##### DATA EXCERPTS

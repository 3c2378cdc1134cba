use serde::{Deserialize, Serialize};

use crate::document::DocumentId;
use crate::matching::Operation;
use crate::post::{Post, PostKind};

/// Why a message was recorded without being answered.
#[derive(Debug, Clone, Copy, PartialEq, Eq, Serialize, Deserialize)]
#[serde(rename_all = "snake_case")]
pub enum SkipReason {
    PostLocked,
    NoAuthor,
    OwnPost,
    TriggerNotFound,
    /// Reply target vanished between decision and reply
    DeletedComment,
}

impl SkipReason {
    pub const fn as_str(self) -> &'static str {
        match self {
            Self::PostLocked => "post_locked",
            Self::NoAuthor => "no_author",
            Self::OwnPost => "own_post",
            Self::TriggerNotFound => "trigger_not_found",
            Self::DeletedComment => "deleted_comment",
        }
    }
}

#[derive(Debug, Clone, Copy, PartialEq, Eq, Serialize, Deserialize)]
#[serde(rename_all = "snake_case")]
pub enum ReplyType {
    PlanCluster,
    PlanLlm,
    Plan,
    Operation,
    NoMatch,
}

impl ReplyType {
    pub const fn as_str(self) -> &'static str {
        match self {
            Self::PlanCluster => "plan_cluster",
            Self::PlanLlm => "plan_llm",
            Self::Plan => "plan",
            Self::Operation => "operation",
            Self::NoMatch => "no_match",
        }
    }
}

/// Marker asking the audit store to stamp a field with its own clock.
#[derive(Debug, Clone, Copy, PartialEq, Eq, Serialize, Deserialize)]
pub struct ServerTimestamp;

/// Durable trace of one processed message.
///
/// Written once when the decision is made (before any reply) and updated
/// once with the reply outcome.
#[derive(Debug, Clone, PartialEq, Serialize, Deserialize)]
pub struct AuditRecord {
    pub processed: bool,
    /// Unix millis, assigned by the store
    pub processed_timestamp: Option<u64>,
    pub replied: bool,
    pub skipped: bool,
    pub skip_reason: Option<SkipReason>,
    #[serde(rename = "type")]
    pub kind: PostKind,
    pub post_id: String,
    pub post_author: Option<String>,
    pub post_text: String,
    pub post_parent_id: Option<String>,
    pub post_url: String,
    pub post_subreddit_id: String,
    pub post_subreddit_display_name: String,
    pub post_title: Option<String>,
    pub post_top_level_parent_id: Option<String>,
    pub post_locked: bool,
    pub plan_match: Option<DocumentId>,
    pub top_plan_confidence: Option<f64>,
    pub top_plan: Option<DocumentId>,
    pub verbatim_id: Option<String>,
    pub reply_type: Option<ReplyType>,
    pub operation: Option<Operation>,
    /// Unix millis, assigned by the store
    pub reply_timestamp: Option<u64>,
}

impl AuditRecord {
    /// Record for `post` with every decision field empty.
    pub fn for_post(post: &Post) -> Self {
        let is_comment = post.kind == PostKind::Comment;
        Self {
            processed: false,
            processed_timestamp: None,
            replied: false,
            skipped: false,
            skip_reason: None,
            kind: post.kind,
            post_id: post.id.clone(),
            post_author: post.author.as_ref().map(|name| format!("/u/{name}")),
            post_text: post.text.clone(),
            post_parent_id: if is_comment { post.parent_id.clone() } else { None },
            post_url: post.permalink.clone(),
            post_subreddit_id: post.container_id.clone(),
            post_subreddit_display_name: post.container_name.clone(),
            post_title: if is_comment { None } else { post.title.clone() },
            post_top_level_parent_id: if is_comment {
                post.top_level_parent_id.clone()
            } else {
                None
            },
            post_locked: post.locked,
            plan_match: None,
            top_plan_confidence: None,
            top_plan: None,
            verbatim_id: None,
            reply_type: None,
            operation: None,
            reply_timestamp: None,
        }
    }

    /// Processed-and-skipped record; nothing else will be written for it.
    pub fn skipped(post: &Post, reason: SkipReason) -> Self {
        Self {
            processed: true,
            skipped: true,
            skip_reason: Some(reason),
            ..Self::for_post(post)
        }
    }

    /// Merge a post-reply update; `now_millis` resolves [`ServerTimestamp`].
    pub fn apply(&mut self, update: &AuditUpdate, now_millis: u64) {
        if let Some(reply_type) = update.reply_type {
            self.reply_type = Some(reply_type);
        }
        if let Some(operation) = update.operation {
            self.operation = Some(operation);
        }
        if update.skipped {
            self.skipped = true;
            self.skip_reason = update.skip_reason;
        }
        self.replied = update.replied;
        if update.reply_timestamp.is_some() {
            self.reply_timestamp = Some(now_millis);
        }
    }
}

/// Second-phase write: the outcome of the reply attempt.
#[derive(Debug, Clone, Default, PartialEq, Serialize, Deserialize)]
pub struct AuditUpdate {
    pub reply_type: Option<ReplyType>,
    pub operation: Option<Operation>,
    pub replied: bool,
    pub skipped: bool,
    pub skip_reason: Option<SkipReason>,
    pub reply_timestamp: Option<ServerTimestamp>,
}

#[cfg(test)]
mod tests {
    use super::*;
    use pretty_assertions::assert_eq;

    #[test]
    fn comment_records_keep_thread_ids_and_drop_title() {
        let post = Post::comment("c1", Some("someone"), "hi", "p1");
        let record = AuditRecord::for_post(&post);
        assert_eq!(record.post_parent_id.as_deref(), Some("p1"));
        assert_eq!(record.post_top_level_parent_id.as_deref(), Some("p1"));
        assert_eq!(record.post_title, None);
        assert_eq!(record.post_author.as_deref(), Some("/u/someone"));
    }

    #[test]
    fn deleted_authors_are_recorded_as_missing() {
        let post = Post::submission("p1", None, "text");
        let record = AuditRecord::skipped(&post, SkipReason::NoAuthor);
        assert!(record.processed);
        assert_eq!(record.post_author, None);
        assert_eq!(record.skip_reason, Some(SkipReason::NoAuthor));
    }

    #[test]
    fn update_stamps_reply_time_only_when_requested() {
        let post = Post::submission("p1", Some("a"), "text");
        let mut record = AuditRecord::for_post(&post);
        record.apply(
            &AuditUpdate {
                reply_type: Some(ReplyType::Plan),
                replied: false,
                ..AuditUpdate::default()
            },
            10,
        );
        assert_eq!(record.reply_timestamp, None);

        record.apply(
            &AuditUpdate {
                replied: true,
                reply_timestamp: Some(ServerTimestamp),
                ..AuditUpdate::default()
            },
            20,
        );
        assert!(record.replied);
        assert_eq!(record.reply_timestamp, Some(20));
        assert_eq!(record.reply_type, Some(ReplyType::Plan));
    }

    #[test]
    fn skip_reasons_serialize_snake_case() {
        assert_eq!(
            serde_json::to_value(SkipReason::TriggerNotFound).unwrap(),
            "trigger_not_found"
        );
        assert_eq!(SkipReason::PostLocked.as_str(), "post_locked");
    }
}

##########

● EXERCISE:
Reproduce all the entries above. Match them exactly.

● SOLUTION TO THIS EXERCISE:
repository 3c2378cdc1134cba
use serde::{Deserialize, Serialize};

use crate::document::DocumentId;
use crate::matching::Operation;
use crate::post::{Post, PostKind};

/// Why a message was recorded without being answered.
#[derive(Debug, Clone, Copy, PartialEq, Eq, Serialize, Deserialize)]
#[serde(rename_all = "snake_case")]
pub enum SkipReason {
    PostLocked,
    NoAuthor,
    OwnPost,
    TriggerNotFound,
    /// Reply target vanished between decision and reply
    DeletedComment,
}

impl SkipReason {
    pub const fn as_str(self) -> &'static str {
        match self {
            Self::PostLocked => "post_locked",
            Self::NoAuthor => "no_author",
            Self::OwnPost => "own_post",
            Self::TriggerNotFound => "trigger_not_found",
            Self::DeletedComment => "deleted_comment",
        }
    }
}

#[derive(Debug, Clone, Copy, PartialEq, Eq, Serialize, Deserialize)]
#[serde(rename_all = "snake_case")]
pub enum ReplyType {
    PlanCluster,
    PlanLlm,
    Plan,
    Operation,
    NoMatch,
}

impl ReplyType {
    pub const fn as_str(self) -> &'static str {
        match self {
            Self::PlanCluster => "plan_cluster",
            Self::PlanLlm => "plan_llm",
            Self::Plan => "plan",
            Self::Operation => "operation",
            Self::NoMatch => "no_match",
        }
    }
}

/// Marker asking the audit store to stamp a field with its own clock.
#[derive(Debug, Clone, Copy, PartialEq, Eq, Serialize, Deserialize)]
pub struct ServerTimestamp;

/// Durable trace of one processed message.
///
/// Written once when the decision is made (before any reply) and updated
/// once with the reply outcome.
#[derive(Debug, Clone, PartialEq, Serialize, Deserialize)]
pub struct AuditRecord {
    pub processed: bool,
    /// Unix millis, assigned by the store
    pub processed_timestamp: Option<u64>,
    pub replied: bool,
    pub skipped: bool,
    pub skip_reason: Option<SkipReason>,
    #[serde(rename = "type")]
    pub kind: PostKind,
    pub post_id: String,
    pub post_author: Option<String>,
    pub post_text: String,
    pub post_parent_id: Option<String>,
    pub post_url: String,
    pub post_subreddit_id: String,
    pub post_subreddit_display_name: String,
    pub post_title: Option<String>,
    pub post_top_level_parent_id: Option<String>,
    pub post_locked: bool,
    pub plan_match: Option<DocumentId>,
    pub top_plan_confidence: Option<f64>,
    pub top_plan: Option<DocumentId>,
    pub verbatim_id: Option<String>,
    pub reply_type: Option<ReplyType>,
    pub operation: Option<Operation>,
    /// Unix millis, assigned by the store
    pub reply_timestamp: Option<u64>,
}

impl AuditRecord {
    /// Record for `post` with every decision field empty.
    pub fn for_post(post: &Post) -> Self {
        let is_comment = post.kind == PostKind::Comment;
        Self {
            processed: false,
            processed_timestamp: None,
            replied: false,
            skipped: false,
            skip_reason: None,
            kind: post.kind,
            post_id: post.id.clone(),
            post_author: post.author.as_ref().map(|name| format!("/u/{name}")),
            post_text: post.text.clone(),
            post_parent_id: if is_comment { post.parent_id.clone() } else { None },
            post_url: post.permalink.clone(),
            post_subreddit_id: post.container_id.clone(),
            post_subreddit_display_name: post.container_name.clone(),
            post_title: if is_comment { None } else { post.title.clone() },
            post_top_level_parent_id: if is_comment {
                post.top_level_parent_id.clone()
            } else {
                None
            },
            post_locked: post.locked,
            plan_match: None,
            top_plan_confidence: None,
            top_plan: None,
            verbatim_id: None,
            reply_type: None,
            operation: None,
            reply_timestamp: None,
        }
    }

    /// Processed-and-skipped record; nothing else will be written for it.
    pub fn skipped(post: &Post, reason: SkipReason) -> Self {
        Self {
            processed: true,
            skipped: true,
            skip_reason: Some(reason),
            ..Self::for_post(post)
        }
    }

    /// Merge a post-reply update; `now_millis` resolves [`ServerTimestamp`].
    pub fn apply(&mut self, update: &AuditUpdate, now_millis: u64) {
        if let Some(reply_type) = update.reply_type {
            self.reply_type = Some(reply_type);
        }
        if let Some(operation) = update.operation {
            self.operation = Some(operation);
        }
        if update.skipped {
            self.skipped = true;
            self.skip_reason = update.skip_reason;
        }
        self.replied = update.replied;
        if update.reply_timestamp.is_some() {
            self.reply_timestamp = Some(now_millis);
        }
    }
}

/// Second-phase write: the outcome of the reply attempt.
#[derive(Debug, Clone, Default, PartialEq, Serialize, Deserialize)]
pub struct AuditUpdate {
    pub reply_type: Option<ReplyType>,
    pub operation: Option<Operation>,
    pub replied: bool,
    pub skipped: bool,
    pub skip_reason: Option<SkipReason>,
    pub reply_timestamp: Option<ServerTimestamp>,
}

#[cfg(test)]
mod tests {
    use super::*;
    use pretty_assertions::assert_eq;

    #[test]
    fn comment_records_keep_thread_ids_and_drop_title() {
        let post = Post::comment("c1", Some("someone"), "hi", "p1");
        let record = AuditRecord::for_post(&post);
        assert_eq!(record.post_parent_id.as_deref(), Some("p1"));
        assert_eq!(record.post_top_level_parent_id.as_deref(), Some("p1"));
        assert_eq!(record.post_title, None);
        assert_eq!(record.post_author.as_deref(), Some("/u/someone"));
    }

    #[test]
    fn deleted_authors_are_recorded_as_missing() {
        let post = Post::submission("p1", None, "text");
        let record = AuditRecord::skipped(&post, SkipReason::NoAuthor);
        assert!(record.processed);
        assert_eq!(record.post_author, None);
        assert_eq!(record.skip_reason, Some(SkipReason::NoAuthor));
    }

    #[test]
    fn update_stamps_reply_time_only_when_requested() {
        let post = Post::submission("p1", Some("a"), "text");
        let mut record = AuditRecord::for_post(&post);
        record.apply(
            &AuditUpdate {
                reply_type: Some(ReplyType::Plan),
                replied: false,
                ..AuditUpdate::default()
            },
            10,
        );
        assert_eq!(record.reply_timestamp, None);

        record.apply(
            &AuditUpdate {
                replied: true,
                reply_timestamp: Some(ServerTimestamp),
                ..AuditUpdate::default()
            },
            20,
        );
        assert!(record.replied);
        assert_eq!(record.reply_timestamp, Some(20));
        assert_eq!(record.reply_type, Some(ReplyType::Plan));
    }

    #[test]
    fn skip_reasons_serialize_snake_case() {
        assert_eq!(
            serde_json::to_value(SkipReason::TriggerNotFound).unwrap(),
            "trigger_not_found"
        );
        assert_eq!(SkipReason::PostLocked.as_str(), "post_locked");
    }
}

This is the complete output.